NJ Transit on track to meet brake installation deadline
NEWARK — NJ Transit said it has made progress in the installation of positive train control on its locomotives and that they are on target to complete installation by the end of 2018.
PTC can prevent runaway or speeding trains from crashing.
Citing a progress report for PTC installation by the Federal Railroad Administration for the 4th quarter of 2017, NorthJersey,com said that NJ Transit installed PTC on 35 locomotives by the end of 2017, falling short of a goal of 55 for the quarter. PTC must be installed on a total of 440 locomotives.
However, the report indicates that the installation goal was actually 33 for the fourth quarter, which would put NJ Transit two over their goal.
NJ Transit said that an agreement was reached to reduce the fourth quarter goal to 33 after the contractor ran into issues installing software on the locomotives.

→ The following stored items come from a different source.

//! Parameter resolution for injected callables
//!
//! A callable that wants injection declares its parameters with a
//! [`Signature`]. Parameters tied to a port are filled from resolved
//! dependencies; every other parameter takes what the caller passed in
//! [`CallArgs`]. The merged result is a [`BoundArguments`] the callable reads
//! by parameter name.

use crate::argument::{AnyValue, unshare};
use crate::key::{Port, PortKey};
use crate::{DiError, DiResult};
use std::any::type_name;
use std::collections::{HashMap, HashSet};
use std::fmt;
use std::sync::Arc;

/// How a parameter can be supplied by the caller.
#[derive(Debug, Clone, Copy, PartialEq, Eq)]
pub enum ParameterKind {
	/// Only by position.
	PositionalOnly,
	/// By position, or by name.
	PositionalOrKeyword,
	/// Only by name.
	KeywordOnly,
	/// Catch-all for keywords no other parameter takes.
	VarKeyword,
}

impl ParameterKind {
	pub fn is_positional(self) -> bool {
		matches!(self, Self::PositionalOnly | Self::PositionalOrKeyword)
	}

	pub fn is_keyword(self) -> bool {
		matches!(self, Self::KeywordOnly | Self::VarKeyword)
	}
}

#[derive(Debug, Clone, PartialEq, Eq)]
pub struct Parameter {
	name: String,
	kind: ParameterKind,
	port: Option<PortKey>,
}

impl Parameter {
	pub fn new(name: impl Into<String>, kind: ParameterKind) -> Self {
		Self {
			name: name.into(),
			kind,
			port: None,
		}
	}

	/// Ties the parameter to the port `T`.
	pub fn with_port<T: ?Sized + 'static>(mut self) -> Self {
		self.port = Some(PortKey::of::<T>());
		self
	}

	/// Ties the parameter to the port `P` stands for, as a context files it.
	///
	/// `Injected<Clock>` and `Composite<Clock>` both key the parameter by
	/// `Clock`.
	pub fn with_port_of<P: Port + ?Sized>(mut self) -> Self {
		self.port = Some(PortKey::of_port::<P>());
		self
	}

	pub fn name(&self) -> &str {
		&self.name
	}

	pub fn kind(&self) -> ParameterKind {
		self.kind
	}

	pub fn port(&self) -> Option<PortKey> {
		self.port
	}
}

/// Declared parameter list of a callable.
///
/// # Examples
///
/// ```
/// use wiring_di::{ParameterKind, Signature};
///
/// struct Mailer;
///
/// let signature = Signature::new()
/// 	.positional("to")
/// 	.keyword_only("subject")
/// 	.port::<Mailer>("mailer");
///
/// assert_eq!(signature.len(), 3);
/// assert_eq!(signature.parameters()[2].kind(), ParameterKind::PositionalOrKeyword);
/// ```
#[derive(Debug, Clone, Default, PartialEq, Eq)]
pub struct Signature {
	parameters: Vec<Parameter>,
}

impl Signature {
	pub fn new() -> Self {
		Self::default()
	}

	pub fn parameter(mut self, parameter: Parameter) -> Self {
		self.parameters.push(parameter);
		self
	}

	/// Positional-or-keyword parameter supplied by the caller.
	pub fn positional(self, name: impl Into<String>) -> Self {
		self.parameter(Parameter::new(name, ParameterKind::PositionalOrKeyword))
	}

	pub fn positional_only(self, name: impl Into<String>) -> Self {
		self.parameter(Parameter::new(name, ParameterKind::PositionalOnly))
	}

	pub fn keyword_only(self, name: impl Into<String>) -> Self {
		self.parameter(Parameter::new(name, ParameterKind::KeywordOnly))
	}

	pub fn var_keyword(self, name: impl Into<String>) -> Self {
		self.parameter(Parameter::new(name, ParameterKind::VarKeyword))
	}

	/// Positional-or-keyword parameter typed as the port `T`.
	pub fn port<T: ?Sized + 'static>(self, name: impl Into<String>) -> Self {
		self.parameter(Parameter::new(name, ParameterKind::PositionalOrKeyword).with_port::<T>())
	}

	/// Keyword-only parameter typed as the port `T`.
	pub fn keyword_port<T: ?Sized + 'static>(self, name: impl Into<String>) -> Self {
		self.parameter(Parameter::new(name, ParameterKind::KeywordOnly).with_port::<T>())
	}

	/// Positional-or-keyword parameter declared through a wrapper such as
	/// `Injected<T>`, keyed by the port the wrapper stands for.
	pub fn injected<P: Port + ?Sized>(self, name: impl Into<String>) -> Self {
		self.parameter(Parameter::new(name, ParameterKind::PositionalOrKeyword).with_port_of::<P>())
	}

	pub fn keyword_injected<P: Port + ?Sized>(self, name: impl Into<String>) -> Self {
		self.parameter(Parameter::new(name, ParameterKind::KeywordOnly).with_port_of::<P>())
	}

	pub fn parameters(&self) -> &[Parameter] {
		&self.parameters
	}

	pub fn len(&self) -> usize {
		self.parameters.len()
	}

	pub fn is_empty(&self) -> bool {
		self.parameters.is_empty()
	}
}

/// Arguments supplied at the call site.
#[derive(Clone, Default)]
pub struct CallArgs {
	positional: Vec<AnyValue>,
	keyword: Vec<(String, AnyValue)>,
}

impl CallArgs {
	pub fn new() -> Self {
		Self::default()
	}

	pub fn arg<T: Send + Sync + 'static>(mut self, value: T) -> Self {
		self.positional.push(Arc::new(value));
		self
	}

	pub fn kwarg<T: Send + Sync + 'static>(mut self, name: impl Into<String>, value: T) -> Self {
		let name = name.into();
		let value: AnyValue = Arc::new(value);
		match self.keyword.iter_mut().find(|(existing, _)| *existing == name) {
			Some((_, slot)) => *slot = value,
			None => self.keyword.push((name, value)),
		}
		self
	}

	pub fn positional_len(&self) -> usize {
		self.positional.len()
	}

	fn keyword(&self, name: &str) -> Option<&AnyValue> {
		self.keyword
			.iter()
			.find(|(candidate, _)| candidate == name)
			.map(|(_, value)| value)
	}
}

impl fmt::Debug for CallArgs {
	fn fmt(&self, f: &mut fmt::Formatter<'_>) -> fmt::Result {
		f.debug_struct("CallArgs")
			.field("positional", &self.positional.len())
			.field("keyword", &self.keyword.iter().map(|(n, _)| n).collect::<Vec<_>>())
			.finish()
	}
}

/// Final parameter values for one call.
pub struct BoundArguments {
	values: Vec<(String, Option<AnyValue>)>,
	extra: Vec<(String, AnyValue)>,
}

impl BoundArguments {
	/// Value of parameter `name`, failing when it was not supplied.
	pub fn get<T: Clone + Send + Sync + 'static>(&self, name: &str) -> DiResult<T> {
		self.get_arc(name).map(unshare)
	}

	/// Value of parameter `name`, `None` when it was not supplied.
	pub fn get_opt<T: Clone + Send + Sync + 'static>(&self, name: &str) -> DiResult<Option<T>> {
		match self.lookup(name) {
			Some(value) => downcast(name, value).map(|value| Some(unshare(value))),
			None => Ok(None),
		}
	}

	pub fn get_arc<T: Send + Sync + 'static>(&self, name: &str) -> DiResult<Arc<T>> {
		let value = self
			.lookup(name)
			.ok_or_else(|| DiError::MissingParameter(name.to_string()))?;
		downcast(name, value)
	}

	/// Whether parameter `name` has a value.
	pub fn contains(&self, name: &str) -> bool {
		self.lookup(name).is_some()
	}

	/// Parameter names in declaration order.
	pub fn names(&self) -> impl Iterator<Item = &str> {
		self.values.iter().map(|(name, _)| name.as_str())
	}

	/// Keywords collected by the var-keyword parameter.
	pub fn extra(&self) -> &[(String, AnyValue)] {
		&self.extra
	}

	fn lookup(&self, name: &str) -> Option<&AnyValue> {
		self.values
			.iter()
			.find(|(candidate, _)| candidate == name)
			.and_then(|(_, value)| value.as_ref())
	}
}

fn downcast<T: Send + Sync + 'static>(name: &str, value: &AnyValue) -> DiResult<Arc<T>> {
	Arc::clone(value)
		.downcast::<T>()
		.map_err(|_| DiError::ParameterType {
			parameter: name.to_string(),
			expected: type_name::<T>(),
		})
}

impl fmt::Debug for BoundArguments {
	fn fmt(&self, f: &mut fmt::Formatter<'_>) -> fmt::Result {
		f.debug_struct("BoundArguments")
			.field(
				"values",
				&self
					.values
					.iter()
					.map(|(name, value)| (name, value.is_some()))
					.collect::<Vec<_>>(),
			)
			.field("extra", &self.extra.iter().map(|(n, _)| n).collect::<Vec<_>>())
			.finish()
	}
}

/// Merges resolved dependencies with caller arguments.
///
/// For parameters tied to a registered port the resolved value always wins,
/// even over an explicit caller value. Everything else is left to the caller:
///
/// - positional parameters take the caller's positional value at their
///   index, then (unless positional-only) a keyword of the same name
/// - keyword-only parameters take the caller's keyword of the same name
/// - the var-keyword parameter collects every caller keyword no other
///   parameter took
///
/// A parameter the caller did not supply stays empty.
pub struct ParameterResolver<'a> {
	signature: &'a Signature,
	args: CallArgs,
}

impl<'a> ParameterResolver<'a> {
	pub fn new(signature: &'a Signature, args: CallArgs) -> Self {
		Self { signature, args }
	}

	/// Values for the positional parameters, in declaration order.
	pub fn override_args(
		&self,
		resolved: &HashMap<PortKey, AnyValue>,
	) -> Vec<(String, Option<AnyValue>)> {
		self.signature
			.parameters()
			.iter()
			.filter(|parameter| parameter.kind().is_positional())
			.enumerate()
			.map(|(index, parameter)| {
				let value = injected(parameter, resolved)
					.or_else(|| self.args.positional.get(index).cloned())
					.or_else(|| match parameter.kind() {
						ParameterKind::PositionalOrKeyword => {
							self.args.keyword(parameter.name()).cloned()
						}
						_ => None,
					});
				(parameter.name().to_string(), value)
			})
			.collect()
	}

	/// Values for the keyword-only and var-keyword parameters.
	pub fn override_kwargs(
		&self,
		resolved: &HashMap<PortKey, AnyValue>,
	) -> Vec<(String, Option<AnyValue>)> {
		self.signature
			.parameters()
			.iter()
			.filter(|parameter| parameter.kind().is_keyword())
			.map(|parameter| {
				let value = injected(parameter, resolved).or_else(|| match parameter.kind() {
					ParameterKind::KeywordOnly => self.args.keyword(parameter.name()).cloned(),
					_ => None,
				});
				(parameter.name().to_string(), value)
			})
			.collect()
	}

	pub fn bind(self, resolved: &HashMap<PortKey, AnyValue>) -> BoundArguments {
		let mut values = self.override_args(resolved);
		values.extend(self.override_kwargs(resolved));

		if self.args.positional.len() > self.positional_count() {
			tracing::trace!(
				supplied = self.args.positional.len(),
				declared = self.positional_count(),
				"dropping surplus positional arguments"
			);
		}

		let extra = if self.accepts_var_keyword() {
			let taken: HashSet<&str> = self
				.signature
				.parameters()
				.iter()
				.filter(|parameter| parameter.kind() != ParameterKind::VarKeyword)
				.map(Parameter::name)
				.collect();
			self.args
				.keyword
				.iter()
				.filter(|(name, _)| !taken.contains(name.as_str()))
				.cloned()
				.collect()
		} else {
			Vec::new()
		};

		BoundArguments { values, extra }
	}

	fn positional_count(&self) -> usize {
		self.signature
			.parameters()
			.iter()
			.filter(|parameter| parameter.kind().is_positional())
			.count()
	}

	fn accepts_var_keyword(&self) -> bool {
		self.signature
			.parameters()
			.iter()
			.any(|parameter| parameter.kind() == ParameterKind::VarKeyword)
	}
}

fn injected(parameter: &Parameter, resolved: &HashMap<PortKey, AnyValue>) -> Option<AnyValue> {
	parameter
		.port()
		.and_then(|key| resolved.get(&key))
		.cloned()
}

"The contractor has identified software issues with the functionality of the PTC Apparatus and is working to identify a root cause of these issues. The contractor is prioritizing resolution of the software issue, and has committed to apply resources to support increased installation goals in 2018," NJ Transit spokeswoman Nancy Snyder told New Jersey 101.5.

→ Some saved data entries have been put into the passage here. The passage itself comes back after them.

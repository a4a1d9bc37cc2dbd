//! Named leaf values of a composition graph

use crate::argument::Argument;
use crate::key::Port;
use crate::{DiError, DiResult};
use std::fmt;
use std::sync::Arc;

/// A named, immutable value that composition nodes can depend on.
///
/// Dependencies are the only arguments an override scope can swap, and they
/// are matched by [`name`](Dependency::name). Clones share the wrapped value.
///
/// # Examples
///
/// ```
/// use wiring_di::Dependency;
///
/// let dsn = Dependency::new("dsn", "sqlite://".to_string());
/// assert_eq!(dsn.name(), "dsn");
/// assert_eq!(dsn.resolve().unwrap(), "sqlite://");
/// ```
pub struct Dependency<T> {
	name: Arc<str>,
	value: Option<Arc<T>>,
}

impl<T> Dependency<T> {
	pub fn new(name: impl Into<Arc<str>>, value: T) -> Self {
		Self {
			name: name.into(),
			value: Some(Arc::new(value)),
		}
	}

	/// Declares a dependency with no value yet.
	///
	/// Resolving it fails with [`DiError::UnboundDependency`] unless an
	/// override scope supplies a value under the same name.
	///
	/// # Examples
	///
	/// ```
	/// use wiring_di::{Dependency, DiError};
	///
	/// let email: Dependency<String> = Dependency::unbound("email");
	/// assert!(!email.is_bound());
	/// assert!(matches!(email.resolve(), Err(DiError::UnboundDependency(_))));
	/// ```
	pub fn unbound(name: impl Into<Arc<str>>) -> Self {
		Self {
			name: name.into(),
			value: None,
		}
	}

	pub fn name(&self) -> &str {
		&self.name
	}

	pub fn value(&self) -> Option<&T> {
		self.value.as_deref()
	}

	pub fn is_bound(&self) -> bool {
		self.value.is_some()
	}

	/// Returns the shared value.
	pub fn resolve_arc(&self) -> DiResult<Arc<T>> {
		self.value
			.clone()
			.ok_or_else(|| DiError::UnboundDependency(self.name.to_string()))
	}
}

impl<T: Clone> Dependency<T> {
	/// Returns a copy of the value.
	pub fn resolve(&self) -> DiResult<T> {
		self.resolve_arc().map(|value| (*value).clone())
	}
}

impl<T> Clone for Dependency<T> {
	fn clone(&self) -> Self {
		Self {
			name: Arc::clone(&self.name),
			value: self.value.clone(),
		}
	}
}

impl<T> fmt::Debug for Dependency<T> {
	fn fmt(&self, f: &mut fmt::Formatter<'_>) -> fmt::Result {
		f.debug_struct("Dependency")
			.field("name", &self.name)
			.field("type", &std::any::type_name::<T>())
			.field("bound", &self.is_bound())
			.finish()
	}
}

impl<T: 'static> Port for Dependency<T> {
	type Target = T;
}

impl<T: Send + Sync + 'static> From<Dependency<T>> for Argument {
	fn from(dependency: Dependency<T>) -> Self {
		Argument::Dependency {
			name: dependency.name,
			value: dependency.value.map(|value| value as crate::AnyValue),
		}
	}
}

Snyder said that the contractor handling the installations will step up PTC installation at a second facility and by adding a second shift at its primary facility. The contractor said all 440 locomotives will be ready by the December deadline.
Unnamed sources told Bloomberg in January that the difficulty in installing the software on older locomotives led to over 100 trains being cancelled over a two week period in January. The installation and testing was supposed to take a week before the locomotive returned to service but the problems kept them sidelined.
The report showed NJ Transit was behind in other areas, including no installation of PTC on track installation and having just trained 143 of 1,100 employees.
The FRA in January proposed a $12,000 fine for NJ Transit for failing to meet its its own goals, according to NorthJersey.com.